Content starts

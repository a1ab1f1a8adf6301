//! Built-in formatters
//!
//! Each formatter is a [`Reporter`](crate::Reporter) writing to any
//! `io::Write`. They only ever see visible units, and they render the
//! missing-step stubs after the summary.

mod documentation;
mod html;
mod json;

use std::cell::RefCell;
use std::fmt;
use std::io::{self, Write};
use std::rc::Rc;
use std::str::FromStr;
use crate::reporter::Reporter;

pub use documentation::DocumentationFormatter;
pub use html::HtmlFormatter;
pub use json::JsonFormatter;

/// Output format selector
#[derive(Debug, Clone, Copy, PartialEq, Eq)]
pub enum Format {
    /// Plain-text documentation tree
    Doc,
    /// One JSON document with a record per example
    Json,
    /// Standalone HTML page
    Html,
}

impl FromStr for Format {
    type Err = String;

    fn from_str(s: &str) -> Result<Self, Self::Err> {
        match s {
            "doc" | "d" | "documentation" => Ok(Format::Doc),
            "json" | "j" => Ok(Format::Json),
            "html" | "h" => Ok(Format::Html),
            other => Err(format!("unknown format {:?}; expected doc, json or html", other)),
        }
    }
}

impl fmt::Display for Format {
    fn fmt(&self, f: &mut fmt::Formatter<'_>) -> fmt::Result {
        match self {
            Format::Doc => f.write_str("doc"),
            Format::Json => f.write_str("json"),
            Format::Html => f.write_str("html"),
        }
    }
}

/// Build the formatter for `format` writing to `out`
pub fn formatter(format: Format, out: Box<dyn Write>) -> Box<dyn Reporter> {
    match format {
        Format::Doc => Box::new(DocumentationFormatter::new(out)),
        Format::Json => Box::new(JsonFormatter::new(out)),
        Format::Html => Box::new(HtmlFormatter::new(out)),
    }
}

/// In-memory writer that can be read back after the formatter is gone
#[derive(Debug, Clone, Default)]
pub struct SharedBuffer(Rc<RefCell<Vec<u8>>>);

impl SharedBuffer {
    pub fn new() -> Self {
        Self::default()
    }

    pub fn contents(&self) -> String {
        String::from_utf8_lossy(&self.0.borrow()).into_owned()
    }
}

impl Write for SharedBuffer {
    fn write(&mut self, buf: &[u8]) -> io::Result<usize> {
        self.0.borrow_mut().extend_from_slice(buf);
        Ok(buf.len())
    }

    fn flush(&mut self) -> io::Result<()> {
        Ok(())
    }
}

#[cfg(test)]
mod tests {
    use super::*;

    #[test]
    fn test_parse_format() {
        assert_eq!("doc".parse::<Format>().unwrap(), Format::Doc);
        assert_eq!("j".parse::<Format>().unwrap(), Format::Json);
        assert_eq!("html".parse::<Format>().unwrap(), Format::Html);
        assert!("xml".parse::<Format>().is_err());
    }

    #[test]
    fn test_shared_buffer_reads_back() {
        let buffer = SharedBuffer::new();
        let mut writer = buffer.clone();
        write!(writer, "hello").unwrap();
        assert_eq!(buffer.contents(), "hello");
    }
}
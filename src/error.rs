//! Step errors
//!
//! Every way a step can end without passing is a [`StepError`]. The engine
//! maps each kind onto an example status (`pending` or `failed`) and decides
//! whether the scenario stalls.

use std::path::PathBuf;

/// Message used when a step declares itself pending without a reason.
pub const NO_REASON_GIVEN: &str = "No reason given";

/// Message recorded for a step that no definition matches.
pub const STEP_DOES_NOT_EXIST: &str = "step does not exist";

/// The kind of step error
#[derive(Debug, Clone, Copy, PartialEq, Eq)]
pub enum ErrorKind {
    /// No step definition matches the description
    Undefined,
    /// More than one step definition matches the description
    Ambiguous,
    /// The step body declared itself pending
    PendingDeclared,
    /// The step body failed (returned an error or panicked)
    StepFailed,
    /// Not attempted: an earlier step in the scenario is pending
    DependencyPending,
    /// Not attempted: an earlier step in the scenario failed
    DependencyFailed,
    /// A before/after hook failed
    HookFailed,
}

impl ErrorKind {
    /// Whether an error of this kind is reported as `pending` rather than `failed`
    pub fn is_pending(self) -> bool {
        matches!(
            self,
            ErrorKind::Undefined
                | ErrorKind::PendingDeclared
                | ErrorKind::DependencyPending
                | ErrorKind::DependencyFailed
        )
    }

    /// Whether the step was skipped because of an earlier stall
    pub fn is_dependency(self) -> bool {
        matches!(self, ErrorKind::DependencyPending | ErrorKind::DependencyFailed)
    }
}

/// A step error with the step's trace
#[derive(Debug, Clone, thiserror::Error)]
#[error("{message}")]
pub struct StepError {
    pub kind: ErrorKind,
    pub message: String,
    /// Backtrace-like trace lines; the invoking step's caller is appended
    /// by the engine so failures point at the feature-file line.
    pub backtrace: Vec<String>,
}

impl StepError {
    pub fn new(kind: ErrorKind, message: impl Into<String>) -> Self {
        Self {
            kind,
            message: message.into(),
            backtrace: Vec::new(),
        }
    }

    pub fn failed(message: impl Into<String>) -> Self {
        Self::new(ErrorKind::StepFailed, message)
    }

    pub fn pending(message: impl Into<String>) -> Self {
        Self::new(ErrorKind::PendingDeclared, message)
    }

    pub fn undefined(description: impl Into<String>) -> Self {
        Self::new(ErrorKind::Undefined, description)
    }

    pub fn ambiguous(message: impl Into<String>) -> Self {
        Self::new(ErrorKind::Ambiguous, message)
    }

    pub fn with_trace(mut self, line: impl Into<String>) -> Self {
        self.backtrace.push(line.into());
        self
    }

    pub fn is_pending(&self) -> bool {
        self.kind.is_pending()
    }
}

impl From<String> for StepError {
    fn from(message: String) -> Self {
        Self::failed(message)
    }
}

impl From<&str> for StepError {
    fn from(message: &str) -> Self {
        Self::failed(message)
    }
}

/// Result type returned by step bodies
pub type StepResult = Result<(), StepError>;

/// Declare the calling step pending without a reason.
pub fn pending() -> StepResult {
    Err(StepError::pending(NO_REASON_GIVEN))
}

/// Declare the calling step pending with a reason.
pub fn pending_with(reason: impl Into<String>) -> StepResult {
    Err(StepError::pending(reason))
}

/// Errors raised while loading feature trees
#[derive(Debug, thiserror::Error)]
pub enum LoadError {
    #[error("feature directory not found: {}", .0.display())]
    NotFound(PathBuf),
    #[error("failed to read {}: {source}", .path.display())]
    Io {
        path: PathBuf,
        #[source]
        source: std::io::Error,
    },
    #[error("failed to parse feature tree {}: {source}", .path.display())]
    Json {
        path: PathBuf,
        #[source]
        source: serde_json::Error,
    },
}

Content ends

[EXERCISE PROMPT]:
The answer must consist of every line above that holds the string "struct", copied exactly.

[EXERCISE RESULT]:
pub struct SharedBuffer(Rc<RefCell<Vec<u8>>>);
pub struct StepError {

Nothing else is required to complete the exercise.